On 11 January at 11:00 Taivo Liivak will defend his doctoral thesis “Tort Liability for Damage Caused by Self-driving Vehicles under Estonian Law”.
Prof. Janno Lahe, University of Tartu
Prof. Irene Kull, University of Tartu
Prof. Giovanni Sartor, University of Bologna (Italy); European University Institute (Italy)
Prof. Mark Fišel, University of Tartu
Prof. Päivi Korpisaari, University of Helisnki (Finland)

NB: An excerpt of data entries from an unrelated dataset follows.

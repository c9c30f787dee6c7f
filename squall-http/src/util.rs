pub(super) fn has_header(headers: &[(String, String)], name: &str) -> bool {
    headers.iter().any(|(k, _)| k.eq_ignore_ascii_case(name))
}

/// `host[:port]` as sent in the `Host` header; default ports are omitted.
pub(super) fn authority(url: &url::Url) -> Option<String> {
    let host = url.host_str()?;
    Some(match url.port() {
        Some(port) => format!("{host}:{port}"),
        None => host.to_string(),
    })
}
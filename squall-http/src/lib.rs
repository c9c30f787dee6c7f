#![forbid(unsafe_code)]

mod client;
mod error;
mod jar;
mod session;
mod types;
mod util;

pub use client::HttpClient;
pub use error::{Error, ErrorKind, Result};
pub use jar::CookieJar;
pub use session::{HttpSession, SessionOptions};
pub use types::{HttpRequest, HttpResponse};
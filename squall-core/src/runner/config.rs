use std::time::Duration;

use super::error::{Error, Result};

/// Run-scoped settings. Scenario-scoped behavior lives in the scenario document.
#[derive(Debug, Clone, PartialEq, Eq)]
pub struct RunConfig {
    pub clients: u64,
    /// How many times each client replays the whole scenario.
    pub passes: u32,
    pub progress_interval: Duration,
}

impl Default for RunConfig {
    fn default() -> Self {
        Self {
            clients: 1,
            passes: 1,
            progress_interval: Duration::from_secs(1),
        }
    }
}

impl RunConfig {
    pub fn validate(&self) -> Result<()> {
        if self.clients == 0 {
            return Err(Error::InvalidClients);
        }
        if self.passes == 0 {
            return Err(Error::InvalidPasses);
        }
        Ok(())
    }
}
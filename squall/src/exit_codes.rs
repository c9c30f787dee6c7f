#[derive(Debug, Clone, Copy, PartialEq, Eq)]
#[repr(i32)]
pub enum ExitCode {
    Success = 0,

    /// Invalid CLI input (bad flags, zero clients, unparsable durations).
    InvalidInput = 1,

    /// The scenario document could not be read or resolved.
    LoadError = 2,

    /// Session setup failed or a client thread panicked.
    RuntimeError = 3,

    /// The run completed and at least one client failed the scenario.
    ScenarioFailed = 100,
}

impl ExitCode {
    #[must_use]
    pub fn as_i32(self) -> i32 {
        self as i32
    }

    #[must_use]
    pub fn from_outcome(failed: bool) -> Self {
        if failed {
            Self::ScenarioFailed
        } else {
            Self::Success
        }
    }
}
use std::time::Duration;

use super::scoreboard::Scoreboard;

/// Aggregate result of one run.
#[derive(Debug, Clone, PartialEq)]
pub struct RunSummary {
    pub clients: u64,
    pub passes: u32,
    /// All client scoreboards merged.
    pub scoreboard: Scoreboard,
    pub wall_clock: Duration,
}

impl RunSummary {
    pub fn failed(&self) -> bool {
        self.scoreboard.failed()
    }

    /// Average load produced by one client: `1 / (elapsed / requests)`.
    pub fn per_request_rate(&self) -> Option<f64> {
        let requests = self.requests()?;
        finite(1.0 / (self.scoreboard.elapsed_secs() / requests))
    }

    /// Average load observed by the server: `1 / ((elapsed / clients) / requests)`.
    pub fn per_client_rate(&self) -> Option<f64> {
        let requests = self.requests()?;
        let clients = self.clients as f64;
        finite(1.0 / ((self.scoreboard.elapsed_secs() / clients) / requests))
    }

    /// Requests per wall-clock second across all clients.
    pub fn throughput(&self) -> Option<f64> {
        let requests = self.requests()?;
        finite(requests / self.wall_clock.as_secs_f64())
    }

    fn requests(&self) -> Option<f64> {
        match self.scoreboard.requests_sent() {
            0 => None,
            n => Some(n as f64),
        }
    }
}

fn finite(v: f64) -> Option<f64> {
    v.is_finite().then_some(v)
}
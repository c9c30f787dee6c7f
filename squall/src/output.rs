use crate::cli::OutputFormat;
use std::path::Path;

mod human;
mod json;

pub(crate) trait OutputFormatter: Send + Sync {
    fn print_header(
        &self,
        scenario_path: &Path,
        scenario: &squall_core::Scenario,
        cfg: &squall_core::RunConfig,
    );
    /// `planned` is the number of sends a run without failures performs.
    fn progress(&self, planned: u64) -> Option<squall_core::ProgressFn>;
    fn print_summary(&self, summary: &squall_core::RunSummary) -> anyhow::Result<()>;
}

pub(crate) fn formatter(format: OutputFormat) -> Box<dyn OutputFormatter> {
    match format {
        OutputFormat::HumanReadable => Box::new(human::HumanReadableOutput::new()),
        OutputFormat::Json => Box::new(json::JsonOutput),
    }
}
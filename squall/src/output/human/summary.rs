use std::fmt::Write as _;

use squall_core::ResponseClass;

use super::format::{format_rate_opt, format_secs};

pub(crate) fn render(summary: &squall_core::RunSummary) -> String {
    let board = &summary.scoreboard;
    let mut out = String::new();

    out.push_str("summary\n");
    writeln!(
        out,
        "  clients: {} passes: {}",
        summary.clients, summary.passes
    )
    .ok();
    writeln!(out, "  requests: {}", board.requests_sent()).ok();
    writeln!(
        out,
        "  elapsed: {} (sum over requests) wall clock: {}",
        format_secs(board.elapsed()),
        format_secs(summary.wall_clock)
    )
    .ok();
    writeln!(
        out,
        "  avg requests per second per client: {}",
        format_rate_opt(summary.per_request_rate())
    )
    .ok();
    writeln!(
        out,
        "  avg requests per second across all clients: {}",
        format_rate_opt(summary.per_client_rate())
    )
    .ok();
    writeln!(
        out,
        "  throughput: {}",
        format_rate_opt(summary.throughput())
    )
    .ok();

    out.push_str("  responses:");
    for class in ResponseClass::ALL {
        write!(out, " {class}={}", board.count(class)).ok();
    }
    out.push('\n');

    out.push('\n');
    if summary.failed() {
        out.push_str("result: FAILED\n");
    } else {
        out.push_str("result: PASSED\n");
    }
    out
}
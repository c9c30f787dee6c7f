use std::time::Duration;

pub(crate) fn format_rate(v: f64) -> String {
    if v.is_finite() {
        format!("{v:.0}")
    } else {
        "0".to_string()
    }
}

/// Rates that are undefined (no requests, zero elapsed) render as `n/a`.
pub(crate) fn format_rate_opt(v: Option<f64>) -> String {
    match v {
        Some(v) if v.is_finite() => format!("{v:.2} req/s"),
        _ => "n/a".to_string(),
    }
}

/// Single rounded component in one of: us, ms, s.
pub(crate) fn format_duration(d: Duration) -> String {
    const NS_PER_US: u128 = 1_000;
    const NS_PER_MS: u128 = 1_000_000;
    const NS_PER_S: u128 = 1_000_000_000;

    fn round_div(value: u128, unit: u128) -> u128 {
        (value + (unit / 2)) / unit
    }

    let total_ns = d.as_nanos();
    if total_ns >= NS_PER_S {
        return format!("{}s", round_div(total_ns, NS_PER_S));
    }
    if total_ns >= NS_PER_MS {
        return format!("{}ms", round_div(total_ns, NS_PER_MS));
    }
    format!("{}us", round_div(total_ns, NS_PER_US))
}

/// Seconds with millisecond precision, for totals that may span minutes.
pub(crate) fn format_secs(d: Duration) -> String {
    format!("{:.3}s", d.as_secs_f64())
}

#[cfg(test)]
mod tests {
    use super::*;

    #[test]
    fn durations_round_to_one_unit() {
        assert_eq!(format_duration(Duration::from_micros(400)), "400us");
        assert_eq!(format_duration(Duration::from_micros(1_499)), "1ms");
        assert_eq!(format_duration(Duration::from_micros(1_500)), "2ms");
        assert_eq!(format_duration(Duration::from_millis(2_600)), "3s");
    }

    #[test]
    fn undefined_rates_are_not_available() {
        assert_eq!(format_rate_opt(None), "n/a");
        assert_eq!(format_rate_opt(Some(f64::INFINITY)), "n/a");
        assert_eq!(format_rate_opt(Some(12.5)), "12.50 req/s");
        assert_eq!(format_rate(f64::NAN), "0");
    }

    #[test]
    fn seconds_keep_millis() {
        assert_eq!(format_secs(Duration::from_millis(1_234)), "1.234s");
    }
}
#![forbid(unsafe_code)]

pub mod runner;
pub mod scenario;

pub use runner::{
    Connector, Error as RunError, HttpConnector, ProgressFn, ProgressUpdate, ResponseClass,
    RunConfig, RunSummary, Scoreboard, Transport, Worker, execute,
};
pub use scenario::{
    Body, EncodingError, FailurePolicy, Header, Headers, LoadError, Param, ParamType, ParamValue,
    Request, Scenario, encode_form, load_file, load_str,
};
pub use squall_http::SessionOptions;
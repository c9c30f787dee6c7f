use anyhow::Context as _;
use std::path::Path;

use squall_core::{HttpConnector, RunConfig, Scenario, SessionOptions};

use crate::cli::{CheckArgs, RunArgs};
use crate::exit_codes::ExitCode;
use crate::output;
use crate::run_error::RunError;

pub fn run(args: RunArgs) -> Result<ExitCode, RunError> {
    let scenario = load(&args.scenario)?;
    let out = output::formatter(args.output);

    let cfg = RunConfig {
        clients: args.clients,
        passes: args.repeat,
        ..RunConfig::default()
    };
    let connector = HttpConnector::new(session_options(&args));

    out.print_header(&args.scenario, &scenario, &cfg);

    let progress = if args.no_progress {
        None
    } else {
        let planned = scenario
            .requests_per_pass()
            .saturating_mul(u64::from(cfg.passes))
            .saturating_mul(cfg.clients);
        out.progress(planned)
    };

    let summary = squall_core::execute(&scenario, &cfg, &connector, progress)?;

    out.print_summary(&summary)
        .map_err(RunError::RuntimeError)?;

    Ok(ExitCode::from_outcome(summary.failed()))
}

pub fn check(args: CheckArgs) -> Result<ExitCode, RunError> {
    let scenario = load(&args.scenario)?;
    print!("{}", describe(&args.scenario, &scenario));
    Ok(ExitCode::Success)
}

fn load(path: &Path) -> Result<Scenario, RunError> {
    squall_core::load_file(path)
        .with_context(|| format!("failed to load scenario: {}", path.display()))
        .map_err(RunError::LoadError)
}

fn session_options(args: &RunArgs) -> SessionOptions {
    SessionOptions {
        user_agent: Some(args.user_agent.clone()),
        connect_timeout: Some(args.connect_timeout),
        request_timeout: args.timeout,
        ..SessionOptions::default()
    }
}

fn describe(path: &Path, scenario: &Scenario) -> String {
    use std::fmt::Write as _;

    let mut out = String::new();
    writeln!(out, "scenario: {}", path.display()).ok();
    writeln!(
        out,
        "requests: {} ({} sends per pass)",
        scenario.requests.len(),
        scenario.requests_per_pass()
    )
    .ok();
    writeln!(
        out,
        "options: persist_cookies={} fail_on_tcp_error={} fail_on_http_error={} fail_on_http_redirect={}",
        scenario.persist_cookies,
        scenario.policy.on_tcp_error,
        scenario.policy.on_http_error,
        scenario.policy.on_http_redirect
    )
    .ok();

    for (i, r) in scenario.requests.iter().enumerate() {
        writeln!(out, "#{} {} {} x{}", i + 1, r.method, r.url, r.repeat).ok();
        for (name, value) in r.wire_headers() {
            writeln!(out, "  {name}: {value}").ok();
        }
        if let Some(body) = &r.body {
            writeln!(out, "  body: {} bytes", body.bytes.len()).ok();
        }
    }
    out
}

#[cfg(test)]
mod tests {
    use super::*;

    #[test]
    fn describe_lists_resolved_requests() {
        let scenario = squall_core::load_str(
            r#"<testScenario>
                 <clientSetup>
                   <options><option name="baseUrl" value="http://h/api/"/></options>
                   <headers><header name="Accept" value="*/*"/></headers>
                 </clientSetup>
                 <request url="items" repeat="2"/>
                 <request url="items" method="POST"><rawData>{}</rawData></request>
               </testScenario>"#,
        )
        .unwrap_or_else(|err| panic!("load: {err}"));

        let text = describe(Path::new("s.xml"), &scenario);
        assert!(text.contains("requests: 2 (3 sends per pass)"), "{text}");
        assert!(text.contains("#1 GET http://h/api/items x2"), "{text}");
        assert!(text.contains("#2 POST http://h/api/items x1"), "{text}");
        assert!(text.contains("  content-type: application/octet-stream"), "{text}");
        assert!(text.contains("  body: 2 bytes"), "{text}");
    }
}
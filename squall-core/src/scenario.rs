mod document;
mod encode;
mod error;
mod header;
mod loader;
mod param;
mod request;

use url::Url;

use crate::runner::ResponseClass;

pub use encode::{FORM_URLENCODED, OCTET_STREAM, encode_form};
pub use error::{EncodingError, LoadError};
pub use header::{Header, Headers};
pub use loader::{load_file, load_str};
pub use param::{Param, ParamType, ParamValue};
pub use request::{Body, Request};

/// Which responses end a worker's scenario early.
#[derive(Debug, Clone, Copy, PartialEq, Eq)]
pub struct FailurePolicy {
    /// Abort when no HTTP status could be obtained.
    pub on_tcp_error: bool,
    /// Abort on 4xx and 5xx.
    pub on_http_error: bool,
    /// Abort on 3xx.
    pub on_http_redirect: bool,
}

impl Default for FailurePolicy {
    fn default() -> Self {
        Self {
            on_tcp_error: true,
            on_http_error: true,
            on_http_redirect: false,
        }
    }
}

impl FailurePolicy {
    pub fn should_abort(&self, class: ResponseClass) -> bool {
        match class {
            ResponseClass::TransportError => self.on_tcp_error,
            ResponseClass::Redirection => self.on_http_redirect,
            ResponseClass::ClientError | ResponseClass::ServerError => self.on_http_error,
            ResponseClass::Informational | ResponseClass::Success => false,
        }
    }
}

/// A loaded scenario. Immutable once loaded; every worker reads the same instance.
#[derive(Debug, Clone, PartialEq)]
pub struct Scenario {
    pub requests: Vec<Request>,
    pub base_url: Option<Url>,
    pub persist_cookies: bool,
    pub policy: FailurePolicy,
}

impl Scenario {
    /// Number of sends one uninterrupted pass performs.
    pub fn requests_per_pass(&self) -> u64 {
        self.requests.iter().map(|r| u64::from(r.repeat.get())).sum()
    }
}

#[cfg(test)]
mod tests {
    use super::*;

    #[test]
    fn default_policy_tolerates_redirects_only() {
        let p = FailurePolicy::default();
        assert!(p.should_abort(ResponseClass::TransportError));
        assert!(!p.should_abort(ResponseClass::Informational));
        assert!(!p.should_abort(ResponseClass::Success));
        assert!(!p.should_abort(ResponseClass::Redirection));
        assert!(p.should_abort(ResponseClass::ClientError));
        assert!(p.should_abort(ResponseClass::ServerError));
    }

    #[test]
    fn permissive_policy_never_aborts() {
        let p = FailurePolicy {
            on_tcp_error: false,
            on_http_error: false,
            on_http_redirect: false,
        };
        for class in ResponseClass::ALL {
            assert!(!p.should_abort(class), "{class:?}");
        }
    }

    #[test]
    fn redirect_policy_only_covers_3xx() {
        let p = FailurePolicy {
            on_tcp_error: false,
            on_http_error: false,
            on_http_redirect: true,
        };
        let aborting: Vec<_> = ResponseClass::ALL
            .into_iter()
            .filter(|c| p.should_abort(*c))
            .collect();
        assert_eq!(aborting, vec![ResponseClass::Redirection]);
    }
}
use cookie::Cookie;
use cookie_store::CookieStore;
use url::Url;

/// Per-session cookie store with RFC 6265 matching (domain, path, expiry, `Secure`).
#[derive(Debug, Clone, Default)]
pub struct CookieJar {
    store: CookieStore,
}

impl CookieJar {
    pub fn new() -> Self {
        Self::default()
    }

    /// Store the `Set-Cookie` header values received in response to a request for `url`.
    /// Unparsable values are skipped.
    pub fn store<'a>(&mut self, url: &Url, set_cookies: impl IntoIterator<Item = &'a str>) {
        let parsed = set_cookies.into_iter().filter_map(|raw| {
            Cookie::parse(raw.to_string())
                .inspect_err(|err| tracing::debug!(%err, "ignoring malformed Set-Cookie"))
                .ok()
        });
        self.store.store_response_cookies(parsed, url);
    }

    /// Value for a `Cookie` request header, if any unexpired cookie matches `url`.
    pub fn header_for(&self, url: &Url) -> Option<String> {
        let joined = self
            .store
            .get_request_values(url)
            .map(|(name, value)| format!("{name}={value}"))
            .collect::<Vec<_>>()
            .join("; ");
        (!joined.is_empty()).then_some(joined)
    }

    pub fn is_empty(&self) -> bool {
        self.store.iter_unexpired().next().is_none()
    }
}
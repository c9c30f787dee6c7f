use std::sync::mpsc::{self, RecvTimeoutError};
use std::thread;
use std::time::{Duration, Instant};

use crate::scenario::Scenario;

use super::config::RunConfig;
use super::error::{Error, Result};
use super::progress::{LiveCounters, ProgressFn};
use super::scoreboard::Scoreboard;
use super::summary::RunSummary;
use super::transport::Connector;
use super::worker::Worker;

/// Run `scenario` on `config.clients` threads and merge their scoreboards.
///
/// Every session is connected before the first thread starts, so a setup failure never leaves a
/// partial run behind. The call returns once every worker has finished.
pub fn execute<C: Connector>(
    scenario: &Scenario,
    config: &RunConfig,
    connector: &C,
    progress: Option<ProgressFn>,
) -> Result<RunSummary> {
    config.validate()?;

    let mut transports = Vec::new();
    for _ in 0..config.clients {
        transports.push(
            connector
                .connect(scenario.persist_cookies)
                .map_err(Error::Session)?,
        );
    }

    tracing::info!(
        clients = config.clients,
        passes = config.passes,
        requests = scenario.requests.len(),
        "starting run"
    );

    let live = LiveCounters::default();
    let started = Instant::now();

    let boards = thread::scope(|s| -> Result<Vec<Scoreboard>> {
        let (done_tx, done_rx) = mpsc::channel::<()>();

        let observer = match progress {
            Some(on_progress) => {
                let live = &live;
                let interval = config.progress_interval;
                let clients = config.clients;
                let handle = thread::Builder::new()
                    .name("progress".to_string())
                    .spawn_scoped(s, move || {
                        observe(&on_progress, interval, started, live, clients, &done_rx);
                    })
                    .map_err(Error::Spawn)?;
                Some(handle)
            }
            None => None,
        };

        let mut handles = Vec::with_capacity(transports.len());
        for (id, transport) in (1..).zip(transports) {
            let live = &live;
            let passes = config.passes;
            let handle = thread::Builder::new()
                .name(format!("client-{id}"))
                .spawn_scoped(s, move || {
                    let mut worker = Worker::with_live(id, transport, live);
                    let board = worker.run(scenario, passes);
                    live.client_done();
                    board
                })
                .map_err(Error::Spawn)?;
            handles.push(handle);
        }

        let mut boards = Vec::with_capacity(handles.len());
        let mut panicked = false;
        for handle in handles {
            match handle.join() {
                Ok(board) => boards.push(board),
                Err(_) => panicked = true,
            }
        }

        drop(done_tx);
        if let Some(observer) = observer
            && observer.join().is_err()
        {
            tracing::warn!("progress observer panicked");
        }

        if panicked {
            return Err(Error::WorkerPanicked);
        }
        Ok(boards)
    })?;

    let scoreboard = Scoreboard::merged(&boards);
    let summary = RunSummary {
        clients: config.clients,
        passes: config.passes,
        scoreboard,
        wall_clock: started.elapsed(),
    };

    tracing::info!(
        requests = summary.scoreboard.requests_sent(),
        failed = summary.failed(),
        wall_clock_ms = u64::try_from(summary.wall_clock.as_millis()).unwrap_or(u64::MAX),
        "run finished"
    );

    Ok(summary)
}

fn observe(
    on_progress: &ProgressFn,
    interval: Duration,
    started: Instant,
    live: &LiveCounters,
    clients: u64,
    done: &mpsc::Receiver<()>,
) {
    let mut tick = 0;
    loop {
        match done.recv_timeout(interval) {
            Err(RecvTimeoutError::Timeout) => {
                tick += 1;
                on_progress(live.snapshot(tick, started.elapsed(), clients));
            }
            Ok(()) | Err(RecvTimeoutError::Disconnected) => return,
        }
    }
}
use std::time::Duration;

pub type Result<T> = std::result::Result<T, Error>;

/// Coarse failure class, used as a log field for sends that produced no status code.
#[derive(Debug, Clone, Copy, PartialEq, Eq, Hash, strum::Display, strum::EnumString)]
#[strum(serialize_all = "snake_case")]
pub enum ErrorKind {
    /// The request could not be built from the scenario data.
    InvalidRequest,
    Connect,
    Timeout,
    /// Connected, but the exchange broke mid-flight.
    Exchange,
    Runtime,
}

#[derive(Debug, thiserror::Error)]
pub enum Error {
    #[error("invalid url: {0}")]
    InvalidUrl(String),

    #[error("unsupported url scheme (expected http or https): {0}")]
    UnsupportedScheme(String),

    #[error("could not assemble request: {0}")]
    RequestBuild(#[from] http::Error),

    #[error("bad header name: {0}")]
    HeaderName(#[from] http::header::InvalidHeaderName),

    #[error("bad header value: {0}")]
    HeaderValue(#[from] http::header::InvalidHeaderValue),

    #[error("send failed: {0}")]
    Request(#[from] hyper_util::client::legacy::Error),

    #[error("no response within {0:?}")]
    Timeout(Duration),

    #[error("response body read failed: {0}")]
    BodyRead(#[from] hyper::Error),

    #[error("session runtime could not start: {0}")]
    Runtime(#[from] std::io::Error),
}

impl Error {
    #[must_use]
    pub fn kind(&self) -> ErrorKind {
        match self {
            Self::InvalidUrl(_)
            | Self::UnsupportedScheme(_)
            | Self::RequestBuild(_)
            | Self::HeaderName(_)
            | Self::HeaderValue(_) => ErrorKind::InvalidRequest,
            Self::Request(err) if err.is_connect() => ErrorKind::Connect,
            Self::Request(_) | Self::BodyRead(_) => ErrorKind::Exchange,
            Self::Timeout(_) => ErrorKind::Timeout,
            Self::Runtime(_) => ErrorKind::Runtime,
        }
    }
}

Self-driving vehicles can be divided into six levels, where Level 0 means no automation and Level 5 means full automation – whereby the vehicle copes with all of the conditions of the traffic environment and a human does not participate in the driving in any way. No Level 5 vehicles have yet been put into circulation, but full automation is expected to be achieved in the near future. Self-driving vehicles should help, among other things, in making traffic safer and increasing mobility, but it cannot be precluded that a self-driving vehicle will harm someone. This leads to the question of who is required to remedy the damage caused by a self- driving vehicle. Unlawfully caused damage is regulated by the Law of Obligations Act, which provides for general fault-based tortious liability, liability for damage caused by a source of greater danger (strict liability) and liability for damage caused by a defective product (product liability). Although there are currently no self-driving vehicles in circulation, they can hypothetically be placed in the existing legal space in order to assess what problems this raises in the field of liability for unlawful damage. This dissertation examines, inter alia, whether, on what grounds and against whom an injured person can bring a claim for damages under fault- based tortious liability, strict liability and product liability in a situation where the damage is caused by a self-driving vehicle. It analyses the situations in which an error in the software of a self-driving vehicle or in the digital services used by it could be deemed a defect of the vehicle and whether and to what an extent it is justified to discharge manufacturers of self-driving vehicles from liability based on the development risk defence. The dissertation also discusses how to assess the size of the risk of operation of self-driving vehicles and how to divide liability in a situation where mutual damage has been caused with the involvement of a self-driving vehicle, given that in the case of the latter, the driver’s conduct cannot be taken into account.